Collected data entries
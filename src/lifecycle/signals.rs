//! OS signal handling.

/// Resolve on Ctrl+C, or SIGTERM on unix.
pub async fn wait_for_signal() {
    let ctrl_c = async {
        if let Err(e) = tokio::signal::ctrl_c().await {
            tracing::error!(error = %e, "Failed to install Ctrl+C handler");
            std::future::pending::<()>().await;
        }
    };

    #[cfg(unix)]
    let terminate = async {
        match tokio::signal::unix::signal(tokio::signal::unix::SignalKind::terminate()) {
            Ok(mut signal) => {
                signal.recv().await;
            }
            Err(e) => {
                tracing::error!(error = %e, "Failed to install SIGTERM handler");
                std::future::pending::<()>().await;
            }
        }
    };

    #[cfg(not(unix))]
    let terminate = std::future::pending::<()>();

    tokio::select! {
        _ = ctrl_c => {},
        _ = terminate => {},
    }

    tracing::info!("Shutdown signal received");
}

To do - The answer should be a single number giving how many lines in the records hold the word "Failed".

Solution to this task - 2